## The problem
When you reach the line containing "Ok(self.keys.lock().get(name).cloned())" in the data below, begin returning lines exactly as written, and stop once the line containing "impl Drop for" has been returned.

Stored dataset items

--- START ---

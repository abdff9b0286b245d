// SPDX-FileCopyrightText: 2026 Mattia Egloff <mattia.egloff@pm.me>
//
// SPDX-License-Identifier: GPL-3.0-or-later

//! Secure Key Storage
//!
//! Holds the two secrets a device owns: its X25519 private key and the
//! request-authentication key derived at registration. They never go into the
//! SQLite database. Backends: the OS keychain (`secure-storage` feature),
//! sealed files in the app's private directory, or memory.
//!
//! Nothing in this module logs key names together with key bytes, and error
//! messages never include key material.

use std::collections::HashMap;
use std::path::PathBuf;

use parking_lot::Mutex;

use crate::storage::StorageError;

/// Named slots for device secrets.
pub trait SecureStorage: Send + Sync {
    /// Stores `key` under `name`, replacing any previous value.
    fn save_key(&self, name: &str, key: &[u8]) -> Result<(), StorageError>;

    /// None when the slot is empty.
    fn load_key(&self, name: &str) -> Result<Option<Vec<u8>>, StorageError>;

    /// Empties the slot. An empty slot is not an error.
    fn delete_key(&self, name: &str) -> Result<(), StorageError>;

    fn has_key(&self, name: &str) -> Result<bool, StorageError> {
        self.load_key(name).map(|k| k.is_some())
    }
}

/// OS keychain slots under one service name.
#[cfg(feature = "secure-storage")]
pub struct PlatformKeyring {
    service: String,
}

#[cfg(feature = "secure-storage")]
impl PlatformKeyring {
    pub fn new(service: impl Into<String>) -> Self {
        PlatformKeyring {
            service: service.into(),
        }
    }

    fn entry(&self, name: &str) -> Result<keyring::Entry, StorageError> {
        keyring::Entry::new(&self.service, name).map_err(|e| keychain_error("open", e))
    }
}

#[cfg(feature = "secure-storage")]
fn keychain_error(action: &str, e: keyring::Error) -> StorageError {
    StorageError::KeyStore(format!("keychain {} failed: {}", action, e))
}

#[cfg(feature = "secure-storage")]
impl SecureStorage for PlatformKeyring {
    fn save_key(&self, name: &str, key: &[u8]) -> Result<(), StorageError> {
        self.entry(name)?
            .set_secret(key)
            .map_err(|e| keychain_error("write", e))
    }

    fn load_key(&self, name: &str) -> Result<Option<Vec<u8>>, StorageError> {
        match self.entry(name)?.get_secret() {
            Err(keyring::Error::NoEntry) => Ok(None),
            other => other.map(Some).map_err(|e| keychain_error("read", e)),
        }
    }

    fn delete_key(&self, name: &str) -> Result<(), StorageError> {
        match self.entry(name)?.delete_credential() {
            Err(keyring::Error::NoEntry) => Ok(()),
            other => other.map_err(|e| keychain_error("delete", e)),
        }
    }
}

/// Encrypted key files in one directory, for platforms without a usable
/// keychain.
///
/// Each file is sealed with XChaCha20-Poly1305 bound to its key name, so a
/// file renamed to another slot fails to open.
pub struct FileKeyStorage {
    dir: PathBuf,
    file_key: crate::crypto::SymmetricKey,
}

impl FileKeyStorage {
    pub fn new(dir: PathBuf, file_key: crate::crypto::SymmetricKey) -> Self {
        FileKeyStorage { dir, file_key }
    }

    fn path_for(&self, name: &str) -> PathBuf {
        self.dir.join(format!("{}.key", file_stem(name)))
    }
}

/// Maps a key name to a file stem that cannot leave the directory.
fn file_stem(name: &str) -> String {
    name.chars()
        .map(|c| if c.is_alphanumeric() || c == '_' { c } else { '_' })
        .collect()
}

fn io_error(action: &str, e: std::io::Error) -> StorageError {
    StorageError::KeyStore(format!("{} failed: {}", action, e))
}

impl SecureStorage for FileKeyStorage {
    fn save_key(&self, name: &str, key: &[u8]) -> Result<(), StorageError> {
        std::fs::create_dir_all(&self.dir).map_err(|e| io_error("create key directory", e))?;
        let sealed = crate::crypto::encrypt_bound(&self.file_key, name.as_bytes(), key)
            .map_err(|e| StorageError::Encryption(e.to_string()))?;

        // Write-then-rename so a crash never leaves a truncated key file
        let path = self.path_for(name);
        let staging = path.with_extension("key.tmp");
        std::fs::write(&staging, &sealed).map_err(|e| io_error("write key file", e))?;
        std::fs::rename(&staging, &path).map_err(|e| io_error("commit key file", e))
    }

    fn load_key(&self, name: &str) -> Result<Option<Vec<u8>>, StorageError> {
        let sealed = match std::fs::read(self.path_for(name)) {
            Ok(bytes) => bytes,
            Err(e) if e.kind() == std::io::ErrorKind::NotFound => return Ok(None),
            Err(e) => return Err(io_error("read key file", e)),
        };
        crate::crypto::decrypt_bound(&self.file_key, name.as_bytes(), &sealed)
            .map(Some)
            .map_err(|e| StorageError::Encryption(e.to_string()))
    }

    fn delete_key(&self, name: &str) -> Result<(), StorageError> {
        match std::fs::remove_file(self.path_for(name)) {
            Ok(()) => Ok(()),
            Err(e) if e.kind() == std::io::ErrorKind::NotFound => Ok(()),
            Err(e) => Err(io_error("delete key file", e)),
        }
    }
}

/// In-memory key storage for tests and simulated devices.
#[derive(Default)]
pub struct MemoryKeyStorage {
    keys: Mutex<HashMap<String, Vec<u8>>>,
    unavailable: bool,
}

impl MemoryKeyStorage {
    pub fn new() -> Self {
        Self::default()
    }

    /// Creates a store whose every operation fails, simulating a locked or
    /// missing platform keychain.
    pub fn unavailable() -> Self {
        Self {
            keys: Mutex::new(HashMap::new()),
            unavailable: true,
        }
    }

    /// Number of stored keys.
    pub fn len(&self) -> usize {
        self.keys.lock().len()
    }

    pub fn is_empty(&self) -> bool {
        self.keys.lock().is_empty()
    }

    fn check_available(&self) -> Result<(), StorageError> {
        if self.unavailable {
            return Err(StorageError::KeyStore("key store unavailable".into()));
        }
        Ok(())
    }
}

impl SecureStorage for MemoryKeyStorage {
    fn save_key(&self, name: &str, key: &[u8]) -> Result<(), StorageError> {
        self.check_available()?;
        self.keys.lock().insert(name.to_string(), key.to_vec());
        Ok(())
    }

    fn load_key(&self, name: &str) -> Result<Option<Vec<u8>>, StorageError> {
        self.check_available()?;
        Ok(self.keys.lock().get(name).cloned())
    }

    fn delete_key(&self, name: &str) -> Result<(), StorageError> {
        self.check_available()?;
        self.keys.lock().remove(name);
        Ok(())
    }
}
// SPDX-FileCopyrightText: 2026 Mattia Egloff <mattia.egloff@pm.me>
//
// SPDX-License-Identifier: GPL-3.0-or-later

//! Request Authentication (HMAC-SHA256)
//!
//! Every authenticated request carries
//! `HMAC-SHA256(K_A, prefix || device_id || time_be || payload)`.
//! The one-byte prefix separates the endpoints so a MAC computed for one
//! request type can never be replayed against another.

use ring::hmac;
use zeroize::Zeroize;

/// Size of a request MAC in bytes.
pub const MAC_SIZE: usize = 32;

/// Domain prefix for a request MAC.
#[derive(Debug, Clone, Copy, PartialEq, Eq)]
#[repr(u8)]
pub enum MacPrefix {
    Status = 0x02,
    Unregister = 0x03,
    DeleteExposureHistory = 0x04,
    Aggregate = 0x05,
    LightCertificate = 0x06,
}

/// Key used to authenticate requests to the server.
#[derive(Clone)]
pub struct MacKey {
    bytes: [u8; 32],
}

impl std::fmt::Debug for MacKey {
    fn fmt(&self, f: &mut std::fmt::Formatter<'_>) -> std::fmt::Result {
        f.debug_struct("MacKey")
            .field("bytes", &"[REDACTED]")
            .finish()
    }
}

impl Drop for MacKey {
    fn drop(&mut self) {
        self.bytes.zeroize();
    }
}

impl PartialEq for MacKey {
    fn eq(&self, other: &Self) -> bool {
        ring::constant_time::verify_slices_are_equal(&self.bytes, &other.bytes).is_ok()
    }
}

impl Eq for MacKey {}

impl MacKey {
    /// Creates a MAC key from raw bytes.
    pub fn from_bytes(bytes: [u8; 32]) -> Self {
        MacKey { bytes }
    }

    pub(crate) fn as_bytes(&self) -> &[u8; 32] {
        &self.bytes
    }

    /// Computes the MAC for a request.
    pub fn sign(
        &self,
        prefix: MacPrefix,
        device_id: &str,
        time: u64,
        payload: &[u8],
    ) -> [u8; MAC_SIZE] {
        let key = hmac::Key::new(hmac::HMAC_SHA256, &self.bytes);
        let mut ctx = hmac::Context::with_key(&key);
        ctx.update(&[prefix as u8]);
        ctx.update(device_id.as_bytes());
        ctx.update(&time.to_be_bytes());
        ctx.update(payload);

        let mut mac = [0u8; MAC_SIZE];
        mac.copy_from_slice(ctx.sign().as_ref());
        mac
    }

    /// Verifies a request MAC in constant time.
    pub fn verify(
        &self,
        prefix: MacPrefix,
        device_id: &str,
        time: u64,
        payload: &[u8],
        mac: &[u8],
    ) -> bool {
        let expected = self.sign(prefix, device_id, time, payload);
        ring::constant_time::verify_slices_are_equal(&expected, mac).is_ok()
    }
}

--- END ---

## Exercise result
        Ok(self.keys.lock().get(name).cloned())
    }

    fn delete_key(&self, name: &str) -> Result<(), StorageError> {
        self.check_available()?;
        self.keys.lock().remove(name);
        Ok(())
    }
}
// SPDX-FileCopyrightText: 2026 Mattia Egloff <mattia.egloff@pm.me>
//
// SPDX-License-Identifier: GPL-3.0-or-later

//! Request Authentication (HMAC-SHA256)
//!
//! Every authenticated request carries
//! `HMAC-SHA256(K_A, prefix || device_id || time_be || payload)`.
//! The one-byte prefix separates the endpoints so a MAC computed for one
//! request type can never be replayed against another.

use ring::hmac;
use zeroize::Zeroize;

/// Size of a request MAC in bytes.
pub const MAC_SIZE: usize = 32;

/// Domain prefix for a request MAC.
#[derive(Debug, Clone, Copy, PartialEq, Eq)]
#[repr(u8)]
pub enum MacPrefix {
    Status = 0x02,
    Unregister = 0x03,
    DeleteExposureHistory = 0x04,
    Aggregate = 0x05,
    LightCertificate = 0x06,
}

/// Key used to authenticate requests to the server.
#[derive(Clone)]
pub struct MacKey {
    bytes: [u8; 32],
}

impl std::fmt::Debug for MacKey {
    fn fmt(&self, f: &mut std::fmt::Formatter<'_>) -> std::fmt::Result {
        f.debug_struct("MacKey")
            .field("bytes", &"[REDACTED]")
            .finish()
    }
}

impl Drop for MacKey {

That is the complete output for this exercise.